Exercise prompt »
Below are entries; copy exactly the lines from the one with "filename services/gemini-gateway/src/admin.rs" through the one with "(insert or reactivate)", both included, and leave out the rest.

Given entries »

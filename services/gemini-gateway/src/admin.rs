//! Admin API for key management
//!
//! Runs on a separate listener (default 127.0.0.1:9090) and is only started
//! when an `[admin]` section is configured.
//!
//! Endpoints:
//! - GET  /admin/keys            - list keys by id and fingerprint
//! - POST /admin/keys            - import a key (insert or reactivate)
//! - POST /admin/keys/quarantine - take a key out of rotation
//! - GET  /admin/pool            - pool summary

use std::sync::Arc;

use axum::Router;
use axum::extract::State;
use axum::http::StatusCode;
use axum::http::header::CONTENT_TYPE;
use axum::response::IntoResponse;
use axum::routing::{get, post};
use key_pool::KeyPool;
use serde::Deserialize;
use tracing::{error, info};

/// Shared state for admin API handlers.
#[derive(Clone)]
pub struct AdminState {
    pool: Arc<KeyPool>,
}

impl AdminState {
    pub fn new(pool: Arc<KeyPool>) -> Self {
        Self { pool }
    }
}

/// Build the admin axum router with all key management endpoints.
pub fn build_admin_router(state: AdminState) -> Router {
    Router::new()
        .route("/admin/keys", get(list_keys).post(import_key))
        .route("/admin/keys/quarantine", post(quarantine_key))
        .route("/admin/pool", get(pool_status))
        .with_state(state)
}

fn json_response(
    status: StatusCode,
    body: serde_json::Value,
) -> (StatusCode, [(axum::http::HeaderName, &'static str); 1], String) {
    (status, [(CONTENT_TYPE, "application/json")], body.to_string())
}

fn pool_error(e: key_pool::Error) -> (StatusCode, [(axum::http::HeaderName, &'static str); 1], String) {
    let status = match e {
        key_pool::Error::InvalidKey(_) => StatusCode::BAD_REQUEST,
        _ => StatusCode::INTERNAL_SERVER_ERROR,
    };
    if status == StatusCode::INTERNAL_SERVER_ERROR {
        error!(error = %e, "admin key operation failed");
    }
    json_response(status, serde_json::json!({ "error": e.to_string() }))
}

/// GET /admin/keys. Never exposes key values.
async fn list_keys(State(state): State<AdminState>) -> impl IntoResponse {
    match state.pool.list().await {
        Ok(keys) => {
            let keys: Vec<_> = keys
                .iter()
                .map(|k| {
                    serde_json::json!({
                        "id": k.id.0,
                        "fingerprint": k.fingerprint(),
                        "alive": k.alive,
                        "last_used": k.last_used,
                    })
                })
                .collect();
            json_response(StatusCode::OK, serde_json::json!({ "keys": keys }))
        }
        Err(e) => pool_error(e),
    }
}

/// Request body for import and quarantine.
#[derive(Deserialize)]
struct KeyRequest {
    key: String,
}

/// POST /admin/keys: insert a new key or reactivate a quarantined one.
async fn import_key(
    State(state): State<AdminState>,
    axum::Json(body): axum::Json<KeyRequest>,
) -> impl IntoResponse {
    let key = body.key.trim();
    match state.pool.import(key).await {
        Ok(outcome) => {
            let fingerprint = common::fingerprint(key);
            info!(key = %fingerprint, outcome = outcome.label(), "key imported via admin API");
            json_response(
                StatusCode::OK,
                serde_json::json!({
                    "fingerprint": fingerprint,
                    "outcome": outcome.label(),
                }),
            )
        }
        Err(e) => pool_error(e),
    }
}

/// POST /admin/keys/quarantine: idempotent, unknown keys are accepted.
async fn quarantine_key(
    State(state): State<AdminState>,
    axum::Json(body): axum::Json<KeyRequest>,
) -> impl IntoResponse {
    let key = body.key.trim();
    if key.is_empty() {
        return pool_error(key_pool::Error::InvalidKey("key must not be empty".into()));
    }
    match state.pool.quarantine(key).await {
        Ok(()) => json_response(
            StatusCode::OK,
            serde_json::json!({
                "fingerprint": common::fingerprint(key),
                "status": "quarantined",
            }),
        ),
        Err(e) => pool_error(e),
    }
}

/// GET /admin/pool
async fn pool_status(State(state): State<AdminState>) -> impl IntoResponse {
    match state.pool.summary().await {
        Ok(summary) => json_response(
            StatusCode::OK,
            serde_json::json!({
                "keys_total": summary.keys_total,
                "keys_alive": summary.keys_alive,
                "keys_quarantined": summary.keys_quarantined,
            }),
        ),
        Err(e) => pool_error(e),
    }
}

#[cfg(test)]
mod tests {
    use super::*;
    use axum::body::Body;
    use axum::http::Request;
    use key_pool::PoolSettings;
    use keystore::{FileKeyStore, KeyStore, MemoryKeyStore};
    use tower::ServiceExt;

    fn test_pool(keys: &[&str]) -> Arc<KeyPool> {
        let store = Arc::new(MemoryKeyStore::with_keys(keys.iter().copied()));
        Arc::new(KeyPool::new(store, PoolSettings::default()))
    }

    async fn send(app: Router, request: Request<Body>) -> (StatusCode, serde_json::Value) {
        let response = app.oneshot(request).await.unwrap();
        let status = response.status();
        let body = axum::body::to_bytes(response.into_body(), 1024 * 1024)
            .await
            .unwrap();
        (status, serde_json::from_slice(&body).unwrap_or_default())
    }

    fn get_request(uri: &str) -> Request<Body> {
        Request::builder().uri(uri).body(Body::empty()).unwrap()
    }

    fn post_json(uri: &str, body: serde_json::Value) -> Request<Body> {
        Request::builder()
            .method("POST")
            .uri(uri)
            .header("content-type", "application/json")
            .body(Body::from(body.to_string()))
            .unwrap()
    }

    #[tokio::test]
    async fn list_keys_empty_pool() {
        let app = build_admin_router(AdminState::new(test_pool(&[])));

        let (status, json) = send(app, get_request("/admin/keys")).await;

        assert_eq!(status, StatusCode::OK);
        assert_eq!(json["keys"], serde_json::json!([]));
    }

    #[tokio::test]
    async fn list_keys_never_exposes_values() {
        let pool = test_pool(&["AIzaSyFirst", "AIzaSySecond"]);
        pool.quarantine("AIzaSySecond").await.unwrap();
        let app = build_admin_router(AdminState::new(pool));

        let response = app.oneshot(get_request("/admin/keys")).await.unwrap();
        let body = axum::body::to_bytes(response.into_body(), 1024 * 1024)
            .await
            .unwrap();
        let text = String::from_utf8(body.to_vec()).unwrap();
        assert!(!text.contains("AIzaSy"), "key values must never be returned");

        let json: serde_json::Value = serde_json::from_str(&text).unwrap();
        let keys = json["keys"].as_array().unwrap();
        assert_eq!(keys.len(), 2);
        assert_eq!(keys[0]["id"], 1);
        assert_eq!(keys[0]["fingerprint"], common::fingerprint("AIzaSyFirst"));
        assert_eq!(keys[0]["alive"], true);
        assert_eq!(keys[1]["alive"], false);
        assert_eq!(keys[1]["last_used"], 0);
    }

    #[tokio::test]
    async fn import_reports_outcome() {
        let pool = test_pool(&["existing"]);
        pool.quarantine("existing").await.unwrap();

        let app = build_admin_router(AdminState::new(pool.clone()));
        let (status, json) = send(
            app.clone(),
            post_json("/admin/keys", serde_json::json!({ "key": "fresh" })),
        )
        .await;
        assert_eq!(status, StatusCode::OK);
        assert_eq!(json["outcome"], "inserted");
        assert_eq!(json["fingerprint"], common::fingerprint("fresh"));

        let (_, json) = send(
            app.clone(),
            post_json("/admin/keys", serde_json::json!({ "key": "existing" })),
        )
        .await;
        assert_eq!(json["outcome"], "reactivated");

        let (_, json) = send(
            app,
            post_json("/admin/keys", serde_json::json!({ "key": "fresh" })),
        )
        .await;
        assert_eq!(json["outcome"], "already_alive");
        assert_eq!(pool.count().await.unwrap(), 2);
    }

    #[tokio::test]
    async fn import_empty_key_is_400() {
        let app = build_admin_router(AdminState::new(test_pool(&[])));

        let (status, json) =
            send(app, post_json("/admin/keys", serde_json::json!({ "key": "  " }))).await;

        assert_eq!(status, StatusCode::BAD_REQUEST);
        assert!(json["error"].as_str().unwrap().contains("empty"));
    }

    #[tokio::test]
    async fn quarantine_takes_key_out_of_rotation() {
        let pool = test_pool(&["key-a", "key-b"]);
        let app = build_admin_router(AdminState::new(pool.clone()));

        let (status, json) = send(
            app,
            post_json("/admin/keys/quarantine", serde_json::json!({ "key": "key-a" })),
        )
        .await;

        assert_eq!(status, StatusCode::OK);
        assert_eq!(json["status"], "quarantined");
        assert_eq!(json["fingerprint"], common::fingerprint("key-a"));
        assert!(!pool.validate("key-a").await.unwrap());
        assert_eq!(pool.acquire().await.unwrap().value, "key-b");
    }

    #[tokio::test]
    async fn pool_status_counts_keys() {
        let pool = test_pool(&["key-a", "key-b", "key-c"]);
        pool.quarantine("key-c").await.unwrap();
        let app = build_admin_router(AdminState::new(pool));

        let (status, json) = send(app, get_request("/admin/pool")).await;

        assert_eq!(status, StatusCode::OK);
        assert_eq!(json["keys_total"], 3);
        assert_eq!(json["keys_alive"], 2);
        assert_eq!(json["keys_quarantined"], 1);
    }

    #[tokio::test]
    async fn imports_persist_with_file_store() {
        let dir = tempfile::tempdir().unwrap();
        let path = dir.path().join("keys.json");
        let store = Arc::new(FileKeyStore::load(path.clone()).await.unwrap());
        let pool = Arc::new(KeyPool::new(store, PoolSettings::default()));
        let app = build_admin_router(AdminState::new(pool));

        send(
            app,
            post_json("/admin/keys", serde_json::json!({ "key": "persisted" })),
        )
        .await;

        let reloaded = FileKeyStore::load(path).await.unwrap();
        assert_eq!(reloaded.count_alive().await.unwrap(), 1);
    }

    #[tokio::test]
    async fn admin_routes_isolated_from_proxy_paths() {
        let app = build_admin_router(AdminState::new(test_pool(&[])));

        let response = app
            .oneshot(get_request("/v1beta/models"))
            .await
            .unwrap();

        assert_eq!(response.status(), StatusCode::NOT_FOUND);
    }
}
---
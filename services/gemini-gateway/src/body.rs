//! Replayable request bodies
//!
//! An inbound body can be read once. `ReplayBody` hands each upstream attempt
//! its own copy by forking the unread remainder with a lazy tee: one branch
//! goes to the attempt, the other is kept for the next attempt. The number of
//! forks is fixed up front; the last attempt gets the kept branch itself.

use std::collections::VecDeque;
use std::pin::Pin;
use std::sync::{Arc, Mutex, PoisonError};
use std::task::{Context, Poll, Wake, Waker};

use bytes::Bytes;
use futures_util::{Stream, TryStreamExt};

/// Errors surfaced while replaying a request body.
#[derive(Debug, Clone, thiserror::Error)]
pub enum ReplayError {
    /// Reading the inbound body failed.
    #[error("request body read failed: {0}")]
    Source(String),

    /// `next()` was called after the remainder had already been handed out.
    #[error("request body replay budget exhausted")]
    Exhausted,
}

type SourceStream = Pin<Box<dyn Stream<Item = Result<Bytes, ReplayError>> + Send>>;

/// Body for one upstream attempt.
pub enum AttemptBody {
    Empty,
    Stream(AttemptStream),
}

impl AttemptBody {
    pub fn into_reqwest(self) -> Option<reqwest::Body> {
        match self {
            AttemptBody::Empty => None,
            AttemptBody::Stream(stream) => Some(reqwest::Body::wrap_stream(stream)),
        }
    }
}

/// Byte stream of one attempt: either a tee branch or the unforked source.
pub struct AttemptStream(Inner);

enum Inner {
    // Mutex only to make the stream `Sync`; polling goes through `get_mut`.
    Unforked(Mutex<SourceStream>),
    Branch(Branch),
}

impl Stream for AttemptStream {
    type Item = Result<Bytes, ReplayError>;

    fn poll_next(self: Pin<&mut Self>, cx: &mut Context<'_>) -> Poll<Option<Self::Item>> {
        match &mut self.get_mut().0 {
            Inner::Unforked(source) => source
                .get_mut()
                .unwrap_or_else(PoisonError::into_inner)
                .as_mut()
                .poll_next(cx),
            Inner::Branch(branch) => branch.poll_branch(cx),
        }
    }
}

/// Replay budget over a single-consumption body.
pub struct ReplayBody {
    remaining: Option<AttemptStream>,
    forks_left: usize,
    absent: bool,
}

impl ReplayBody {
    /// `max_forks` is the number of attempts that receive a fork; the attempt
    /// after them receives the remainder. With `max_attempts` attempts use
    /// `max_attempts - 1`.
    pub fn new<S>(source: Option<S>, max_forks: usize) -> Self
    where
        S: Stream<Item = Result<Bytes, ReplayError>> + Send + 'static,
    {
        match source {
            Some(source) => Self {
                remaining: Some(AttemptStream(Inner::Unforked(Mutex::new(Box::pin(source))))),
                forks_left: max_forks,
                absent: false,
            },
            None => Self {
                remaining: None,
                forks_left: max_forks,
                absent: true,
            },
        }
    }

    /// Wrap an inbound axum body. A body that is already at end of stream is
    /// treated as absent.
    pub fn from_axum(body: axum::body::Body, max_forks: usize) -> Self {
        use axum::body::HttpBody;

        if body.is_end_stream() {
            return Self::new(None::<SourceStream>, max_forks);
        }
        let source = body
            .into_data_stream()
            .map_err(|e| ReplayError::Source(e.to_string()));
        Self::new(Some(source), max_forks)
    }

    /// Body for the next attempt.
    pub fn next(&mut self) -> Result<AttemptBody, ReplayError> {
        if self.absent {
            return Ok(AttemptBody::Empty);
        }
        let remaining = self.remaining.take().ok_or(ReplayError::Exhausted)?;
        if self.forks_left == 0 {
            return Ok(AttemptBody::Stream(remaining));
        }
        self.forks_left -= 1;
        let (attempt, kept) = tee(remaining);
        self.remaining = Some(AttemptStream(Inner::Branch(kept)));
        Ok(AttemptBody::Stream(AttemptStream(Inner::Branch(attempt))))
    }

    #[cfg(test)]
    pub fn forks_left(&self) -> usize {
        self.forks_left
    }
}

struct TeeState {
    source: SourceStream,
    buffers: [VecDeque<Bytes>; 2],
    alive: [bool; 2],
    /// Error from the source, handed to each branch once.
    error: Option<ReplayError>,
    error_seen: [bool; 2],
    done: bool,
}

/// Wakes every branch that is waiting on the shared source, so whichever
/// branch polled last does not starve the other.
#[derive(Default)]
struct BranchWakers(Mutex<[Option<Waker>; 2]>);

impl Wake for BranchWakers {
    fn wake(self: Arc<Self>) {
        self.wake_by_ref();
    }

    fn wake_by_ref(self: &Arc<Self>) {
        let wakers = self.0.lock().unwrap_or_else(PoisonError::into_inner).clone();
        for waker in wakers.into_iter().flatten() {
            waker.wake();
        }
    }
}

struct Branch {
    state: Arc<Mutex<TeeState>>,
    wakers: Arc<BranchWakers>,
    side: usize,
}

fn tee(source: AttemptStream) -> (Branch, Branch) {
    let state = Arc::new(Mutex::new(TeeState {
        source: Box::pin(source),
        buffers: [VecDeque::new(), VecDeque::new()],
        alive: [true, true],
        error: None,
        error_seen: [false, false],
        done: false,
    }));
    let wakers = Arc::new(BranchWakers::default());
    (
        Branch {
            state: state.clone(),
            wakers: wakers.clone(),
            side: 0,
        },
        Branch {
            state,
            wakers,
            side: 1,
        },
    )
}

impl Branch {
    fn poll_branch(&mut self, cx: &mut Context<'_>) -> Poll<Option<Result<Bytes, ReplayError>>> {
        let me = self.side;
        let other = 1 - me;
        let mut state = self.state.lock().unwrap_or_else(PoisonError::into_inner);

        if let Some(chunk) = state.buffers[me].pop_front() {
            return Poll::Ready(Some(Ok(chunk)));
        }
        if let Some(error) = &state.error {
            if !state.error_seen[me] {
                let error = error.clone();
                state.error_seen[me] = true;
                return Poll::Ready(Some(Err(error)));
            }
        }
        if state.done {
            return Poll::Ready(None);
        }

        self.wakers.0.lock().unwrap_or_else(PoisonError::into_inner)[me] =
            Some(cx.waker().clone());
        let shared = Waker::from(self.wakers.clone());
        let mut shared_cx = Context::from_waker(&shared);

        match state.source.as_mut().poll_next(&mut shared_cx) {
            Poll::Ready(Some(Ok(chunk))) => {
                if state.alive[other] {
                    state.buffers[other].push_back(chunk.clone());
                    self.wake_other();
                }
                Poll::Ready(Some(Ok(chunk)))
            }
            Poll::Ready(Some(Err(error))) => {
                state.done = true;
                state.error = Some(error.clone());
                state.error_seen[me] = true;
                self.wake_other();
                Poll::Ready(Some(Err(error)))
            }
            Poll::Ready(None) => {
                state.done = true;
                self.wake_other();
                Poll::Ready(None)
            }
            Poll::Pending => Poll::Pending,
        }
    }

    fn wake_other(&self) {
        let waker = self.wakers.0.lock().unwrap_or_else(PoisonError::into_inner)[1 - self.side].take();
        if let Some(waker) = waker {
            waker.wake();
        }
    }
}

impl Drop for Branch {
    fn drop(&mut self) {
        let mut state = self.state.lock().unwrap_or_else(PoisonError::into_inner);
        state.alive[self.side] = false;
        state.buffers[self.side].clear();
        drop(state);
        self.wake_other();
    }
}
* * *
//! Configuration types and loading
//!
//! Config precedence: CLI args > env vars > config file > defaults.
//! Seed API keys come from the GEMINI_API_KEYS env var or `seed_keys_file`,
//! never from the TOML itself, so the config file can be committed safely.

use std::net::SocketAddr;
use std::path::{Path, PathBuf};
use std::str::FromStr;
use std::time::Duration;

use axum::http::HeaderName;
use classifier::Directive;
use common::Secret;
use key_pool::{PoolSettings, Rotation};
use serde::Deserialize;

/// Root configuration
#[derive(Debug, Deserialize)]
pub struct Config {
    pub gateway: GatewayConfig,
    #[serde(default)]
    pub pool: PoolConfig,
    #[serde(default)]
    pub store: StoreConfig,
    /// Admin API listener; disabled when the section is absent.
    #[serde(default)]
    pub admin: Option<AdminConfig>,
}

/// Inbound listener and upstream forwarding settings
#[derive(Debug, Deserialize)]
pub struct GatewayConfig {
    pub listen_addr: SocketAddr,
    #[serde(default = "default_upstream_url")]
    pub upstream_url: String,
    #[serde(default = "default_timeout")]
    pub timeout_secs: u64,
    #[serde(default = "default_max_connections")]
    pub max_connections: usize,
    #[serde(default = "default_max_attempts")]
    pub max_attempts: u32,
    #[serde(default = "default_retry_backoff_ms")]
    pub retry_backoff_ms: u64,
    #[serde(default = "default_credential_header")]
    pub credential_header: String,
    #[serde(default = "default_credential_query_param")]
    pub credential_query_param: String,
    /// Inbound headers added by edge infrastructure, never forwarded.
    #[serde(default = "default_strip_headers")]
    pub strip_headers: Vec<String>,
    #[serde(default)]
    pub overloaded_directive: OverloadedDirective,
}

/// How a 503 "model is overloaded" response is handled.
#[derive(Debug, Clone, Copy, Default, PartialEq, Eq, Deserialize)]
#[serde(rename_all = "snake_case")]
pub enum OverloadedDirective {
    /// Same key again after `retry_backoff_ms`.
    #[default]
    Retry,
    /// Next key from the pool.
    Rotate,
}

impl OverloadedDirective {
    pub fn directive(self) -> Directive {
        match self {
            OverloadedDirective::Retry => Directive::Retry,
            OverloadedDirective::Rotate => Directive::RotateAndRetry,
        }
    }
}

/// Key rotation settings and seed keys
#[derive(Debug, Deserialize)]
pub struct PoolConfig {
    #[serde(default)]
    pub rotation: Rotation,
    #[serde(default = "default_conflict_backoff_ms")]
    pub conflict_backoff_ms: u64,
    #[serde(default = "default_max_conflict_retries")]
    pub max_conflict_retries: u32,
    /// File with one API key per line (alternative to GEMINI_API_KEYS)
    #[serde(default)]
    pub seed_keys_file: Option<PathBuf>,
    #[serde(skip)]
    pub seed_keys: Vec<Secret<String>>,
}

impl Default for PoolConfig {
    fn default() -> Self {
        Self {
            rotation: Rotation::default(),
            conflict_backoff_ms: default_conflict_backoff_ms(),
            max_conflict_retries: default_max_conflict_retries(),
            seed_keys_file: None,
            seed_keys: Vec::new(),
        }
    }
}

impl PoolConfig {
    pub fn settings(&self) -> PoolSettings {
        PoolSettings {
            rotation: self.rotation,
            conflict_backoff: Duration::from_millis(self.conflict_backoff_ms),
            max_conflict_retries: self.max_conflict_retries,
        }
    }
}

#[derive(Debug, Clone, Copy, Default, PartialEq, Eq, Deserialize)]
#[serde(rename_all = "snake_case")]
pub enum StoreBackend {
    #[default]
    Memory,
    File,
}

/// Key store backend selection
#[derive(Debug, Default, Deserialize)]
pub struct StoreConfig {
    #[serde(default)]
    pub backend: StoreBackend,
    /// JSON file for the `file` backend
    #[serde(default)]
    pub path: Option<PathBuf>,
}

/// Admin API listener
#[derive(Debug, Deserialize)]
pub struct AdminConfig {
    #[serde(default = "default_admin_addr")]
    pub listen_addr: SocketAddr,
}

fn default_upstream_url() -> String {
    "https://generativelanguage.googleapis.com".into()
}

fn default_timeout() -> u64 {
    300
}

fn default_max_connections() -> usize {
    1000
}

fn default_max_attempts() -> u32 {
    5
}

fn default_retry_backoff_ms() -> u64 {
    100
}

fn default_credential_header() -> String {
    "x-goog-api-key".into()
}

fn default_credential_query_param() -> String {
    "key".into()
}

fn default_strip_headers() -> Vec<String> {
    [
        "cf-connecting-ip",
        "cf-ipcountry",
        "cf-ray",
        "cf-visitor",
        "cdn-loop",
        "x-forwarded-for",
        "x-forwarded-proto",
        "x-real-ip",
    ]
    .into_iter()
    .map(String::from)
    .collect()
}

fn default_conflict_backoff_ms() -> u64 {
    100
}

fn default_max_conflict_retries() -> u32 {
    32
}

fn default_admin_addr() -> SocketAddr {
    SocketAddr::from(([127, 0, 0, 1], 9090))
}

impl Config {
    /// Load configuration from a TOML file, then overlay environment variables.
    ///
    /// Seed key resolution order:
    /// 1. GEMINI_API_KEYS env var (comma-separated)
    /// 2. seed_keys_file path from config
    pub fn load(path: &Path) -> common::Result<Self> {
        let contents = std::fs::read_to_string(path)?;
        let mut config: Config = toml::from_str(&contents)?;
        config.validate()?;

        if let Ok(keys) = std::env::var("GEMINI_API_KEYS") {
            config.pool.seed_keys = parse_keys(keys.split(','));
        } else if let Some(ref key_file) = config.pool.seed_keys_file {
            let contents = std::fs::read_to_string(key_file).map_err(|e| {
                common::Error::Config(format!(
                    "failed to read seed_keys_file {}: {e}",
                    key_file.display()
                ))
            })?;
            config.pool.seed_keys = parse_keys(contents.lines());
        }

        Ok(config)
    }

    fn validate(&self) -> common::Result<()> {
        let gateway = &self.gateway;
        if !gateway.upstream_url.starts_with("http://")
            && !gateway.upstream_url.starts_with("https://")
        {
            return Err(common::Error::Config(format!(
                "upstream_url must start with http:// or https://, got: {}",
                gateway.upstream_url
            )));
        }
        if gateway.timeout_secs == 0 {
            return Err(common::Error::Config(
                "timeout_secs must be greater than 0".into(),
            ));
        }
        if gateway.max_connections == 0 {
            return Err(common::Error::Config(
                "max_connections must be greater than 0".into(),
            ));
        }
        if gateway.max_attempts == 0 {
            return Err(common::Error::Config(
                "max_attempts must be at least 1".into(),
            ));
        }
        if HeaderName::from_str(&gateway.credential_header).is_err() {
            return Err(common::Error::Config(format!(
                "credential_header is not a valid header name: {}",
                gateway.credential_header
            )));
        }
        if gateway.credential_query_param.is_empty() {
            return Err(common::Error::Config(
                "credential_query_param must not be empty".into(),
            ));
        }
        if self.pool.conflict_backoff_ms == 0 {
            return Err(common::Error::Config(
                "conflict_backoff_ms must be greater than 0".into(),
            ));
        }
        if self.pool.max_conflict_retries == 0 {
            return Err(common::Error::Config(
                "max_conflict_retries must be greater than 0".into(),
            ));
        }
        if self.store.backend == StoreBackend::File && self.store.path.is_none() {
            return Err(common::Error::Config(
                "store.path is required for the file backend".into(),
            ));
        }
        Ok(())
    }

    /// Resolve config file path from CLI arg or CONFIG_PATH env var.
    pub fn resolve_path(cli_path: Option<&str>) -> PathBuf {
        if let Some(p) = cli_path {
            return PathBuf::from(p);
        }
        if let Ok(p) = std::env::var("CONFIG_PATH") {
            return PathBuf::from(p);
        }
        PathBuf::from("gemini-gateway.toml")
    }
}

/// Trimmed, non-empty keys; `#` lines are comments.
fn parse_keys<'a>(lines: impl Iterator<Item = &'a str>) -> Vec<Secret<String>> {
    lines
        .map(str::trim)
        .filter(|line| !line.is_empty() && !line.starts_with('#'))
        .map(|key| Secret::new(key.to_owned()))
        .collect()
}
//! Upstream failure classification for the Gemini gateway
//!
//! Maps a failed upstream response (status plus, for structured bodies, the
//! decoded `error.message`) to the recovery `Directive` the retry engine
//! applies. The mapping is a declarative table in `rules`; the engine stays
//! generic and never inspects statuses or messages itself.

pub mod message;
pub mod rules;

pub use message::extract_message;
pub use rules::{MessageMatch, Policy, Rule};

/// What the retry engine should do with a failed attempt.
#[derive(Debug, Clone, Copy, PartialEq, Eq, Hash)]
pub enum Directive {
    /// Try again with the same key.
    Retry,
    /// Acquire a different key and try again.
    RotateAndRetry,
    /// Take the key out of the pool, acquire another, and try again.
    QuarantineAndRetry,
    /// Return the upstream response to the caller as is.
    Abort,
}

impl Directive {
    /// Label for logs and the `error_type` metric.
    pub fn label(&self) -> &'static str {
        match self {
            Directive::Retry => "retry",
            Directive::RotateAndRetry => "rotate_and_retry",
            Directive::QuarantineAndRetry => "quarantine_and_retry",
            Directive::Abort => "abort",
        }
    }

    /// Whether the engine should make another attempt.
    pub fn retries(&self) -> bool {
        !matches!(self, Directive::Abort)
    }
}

The answer »
filename services/gemini-gateway/src/admin.rs
//! Admin API for key management
//!
//! Runs on a separate listener (default 127.0.0.1:9090) and is only started
//! when an `[admin]` section is configured.
//!
//! Endpoints:
//! - GET  /admin/keys            - list keys by id and fingerprint
//! - POST /admin/keys            - import a key (insert or reactivate)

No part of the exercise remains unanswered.